Collected data:
※ ※ ※
use std::net::SocketAddr;
use std::num::NonZeroUsize;
use std::sync::Arc;
use std::time::Instant;

use anyhow::{Context, Result};
use axum::extract::State;
use axum::http::StatusCode;
use axum::routing::{get, post};
use axum::{Json, Router};
use clap::Parser;
use lru::LruCache;
use secretrag::{QueryOptions, RagCoordinator, RagError, RetrievedChunk};
use serde::{Deserialize, Serialize};
use tokio::sync::Mutex;
use tracing::{info, warn};

#[path = "shared/mod.rs"]
mod shared;

use shared::{init_tracing, ConnectionArgs, EmbedderArgs};

#[derive(Parser, Debug)]
#[command(
    name = "secretrag-api",
    about = "HTTP API answering retrieval queries over secret-shared storage nodes"
)]
struct ApiCli {
    /// Address to bind the HTTP server to (host:port).
    #[arg(long, env = "SECRETRAG_BIND", default_value = "127.0.0.1:8080")]
    bind: String,

    /// Default chunk count when the client does not override it.
    #[arg(long, default_value_t = 2)]
    default_num_chunks: usize,

    /// Maximum chunk count allowed per request.
    #[arg(long, default_value_t = 10)]
    max_num_chunks: usize,

    /// Default nearest clusters searched when clustering is configured.
    #[arg(long, default_value_t = 1)]
    default_num_clusters: usize,

    /// Answer from responsive nodes instead of failing when one is unavailable.
    #[arg(long, default_value_t = false)]
    allow_degraded: bool,

    /// Max cached query embeddings kept in-memory (0 disables caching).
    #[arg(long, default_value_t = 1024)]
    embedding_cache_size: usize,

    /// Max requests per minute allowed (0 disables rate limiting).
    #[arg(long, default_value_t = 120)]
    max_requests_per_minute: u32,

    /// Rate-limit burst size (tokens available instantly).
    #[arg(long, default_value_t = 12)]
    rate_limit_burst: u32,

    #[command(flatten)]
    connection: ConnectionArgs,

    #[command(flatten)]
    embedder: EmbedderArgs,
}

#[derive(Clone)]
struct AppState {
    coordinator: Arc<RagCoordinator>,
    defaults: QueryOptions,
    max_num_chunks: usize,
    embedding_cache: Option<Arc<Mutex<LruCache<String, Vec<f32>>>>>,
    rate_limiter: Option<RateLimiter>,
}

#[derive(Debug, Deserialize)]
struct QueryRequest {
    query: String,
    #[serde(default)]
    num_chunks: Option<usize>,
    #[serde(default)]
    num_clusters: Option<usize>,
}

#[derive(Debug, Serialize)]
struct QueryResponse {
    chunks: Vec<RetrievedChunk>,
    meta: ResponseMeta,
}

#[derive(Debug, Serialize)]
struct ResponseMeta {
    num_chunks: usize,
    num_clusters: usize,
    nodes: usize,
    latency_ms: f64,
    embedding_cached: bool,
}

#[derive(Debug, Serialize)]
struct ErrorBody {
    message: String,
}

#[tokio::main]
async fn main() -> Result<()> {
    init_tracing();
    let cli = ApiCli::parse();
    let config = cli.connection.load_config()?;
    let defaults = QueryOptions {
        num_chunks: cli.default_num_chunks.max(1),
        num_clusters: cli.default_num_clusters,
        allow_degraded: cli.allow_degraded,
    };
    let coordinator = RagCoordinator::new(
        &config,
        &cli.connection.session_options(),
        cli.embedder.build()?,
        defaults,
    )
    .context("failed to build coordinator")?;

    let state = AppState {
        coordinator: Arc::new(coordinator),
        defaults,
        max_num_chunks: cli.max_num_chunks.max(1),
        embedding_cache: build_cache(cli.embedding_cache_size),
        rate_limiter: RateLimiter::new(cli.max_requests_per_minute, cli.rate_limit_burst),
    };
    let app = Router::new()
        .route("/healthz", get(healthz))
        .route("/v1/query", post(query_handler))
        .with_state(state);

    let addr: SocketAddr = cli
        .bind
        .parse()
        .with_context(|| format!("invalid bind address {}", cli.bind))?;
    info!(%addr, nodes = config.nodes.len(), "secretrag-api listening");
    let listener = tokio::net::TcpListener::bind(addr)
        .await
        .with_context(|| format!("failed to bind {addr}"))?;
    axum::serve(listener, app)
        .await
        .context("server shutdown")?;
    Ok(())
}

async fn healthz() -> StatusCode {
    StatusCode::OK
}

async fn query_handler(
    State(state): State<AppState>,
    Json(request): Json<QueryRequest>,
) -> Result<Json<QueryResponse>, (StatusCode, Json<ErrorBody>)> {
    if request.query.trim().is_empty() {
        return Err(bad_request("query text must not be empty"));
    }
    if let Some(limiter) = &state.rate_limiter {
        if !limiter.acquire().await {
            return Err(too_many_requests("rate limit exceeded"));
        }
    }
    let options = QueryOptions {
        num_chunks: request
            .num_chunks
            .unwrap_or(state.defaults.num_chunks)
            .clamp(1, state.max_num_chunks),
        num_clusters: request.num_clusters.unwrap_or(state.defaults.num_clusters),
        allow_degraded: state.defaults.allow_degraded,
    };
    let start = Instant::now();
    let (embedding, embedding_cached) = embed_query(&state, request.query.trim().to_string())
        .await
        .map_err(rag_error)?;
    let chunks = state
        .coordinator
        .query()
        .search(state.coordinator.session(), &embedding, options)
        .await
        .map_err(rag_error)?;
    Ok(Json(QueryResponse {
        chunks,
        meta: ResponseMeta {
            num_chunks: options.num_chunks,
            num_clusters: options.num_clusters,
            nodes: state.coordinator.registry().len(),
            latency_ms: start.elapsed().as_secs_f64() * 1000.0,
            embedding_cached,
        },
    }))
}

fn bad_request(message: impl Into<String>) -> (StatusCode, Json<ErrorBody>) {
    error_response(StatusCode::BAD_REQUEST, message)
}

fn too_many_requests(message: impl Into<String>) -> (StatusCode, Json<ErrorBody>) {
    error_response(StatusCode::TOO_MANY_REQUESTS, message)
}

fn rag_error(err: RagError) -> (StatusCode, Json<ErrorBody>) {
    let status = match &err {
        RagError::InvalidQuery(_) => StatusCode::BAD_REQUEST,
        RagError::NoResults => StatusCode::NOT_FOUND,
        RagError::NodeUnavailable { .. } | RagError::Transport { .. } | RagError::Protocol { .. } => {
            StatusCode::BAD_GATEWAY
        }
        _ => StatusCode::INTERNAL_SERVER_ERROR,
    };
    if status.is_server_error() {
        warn!(error = %err, "query failed");
    }
    error_response(status, err.to_string())
}

fn error_response(status: StatusCode, message: impl Into<String>) -> (StatusCode, Json<ErrorBody>) {
    (
        status,
        Json(ErrorBody {
            message: message.into(),
        }),
    )
}

async fn embed_query(state: &AppState, query: String) -> Result<(Vec<f32>, bool), RagError> {
    if let Some(cache) = &state.embedding_cache {
        if let Some(hit) = {
            let mut guard = cache.lock().await;
            guard.get(&query).cloned()
        } {
            return Ok((hit, true));
        }
    }
    let embedding = state.coordinator.query().embed_query(&query).await?;
    if let Some(cache) = &state.embedding_cache {
        let mut guard = cache.lock().await;
        guard.put(query, embedding.clone());
    }
    Ok((embedding, false))
}

fn build_cache(capacity: usize) -> Option<Arc<Mutex<LruCache<String, Vec<f32>>>>> {
    NonZeroUsize::new(capacity).map(|cap| Arc::new(Mutex::new(LruCache::new(cap))))
}

#[derive(Clone)]
struct RateLimiter {
    state: Arc<Mutex<RateState>>,
    capacity: f64,
    refill_per_sec: f64,
}

struct RateState {
    tokens: f64,
    last_refill: Instant,
}

impl RateLimiter {
    fn new(max_per_minute: u32, burst: u32) -> Option<Self> {
        if max_per_minute == 0 || burst == 0 {
            return None;
        }
        let capacity = burst as f64;
        Some(Self {
            state: Arc::new(Mutex::new(RateState {
                tokens: capacity,
                last_refill: Instant::now(),
            })),
            capacity,
            refill_per_sec: max_per_minute as f64 / 60.0,
        })
    }

    async fn acquire(&self) -> bool {
        let mut guard = self.state.lock().await;
        let now = Instant::now();
        let elapsed = now.duration_since(guard.last_refill).as_secs_f64();
        guard.last_refill = now;
        guard.tokens = (guard.tokens + elapsed * self.refill_per_sec).min(self.capacity);
        if guard.tokens >= 1.0 {
            guard.tokens -= 1.0;
            true
        } else {
            false
        }
    }
}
※ ※ ※
# [TASK STATEMENT]
Which lines in the records above include the word "QueryOptions"? Copy them out.

# [ANSWER]
use secretrag::{QueryOptions, RagCoordinator, RagError, RetrievedChunk};
    defaults: QueryOptions,
    let defaults = QueryOptions {
    let options = QueryOptions {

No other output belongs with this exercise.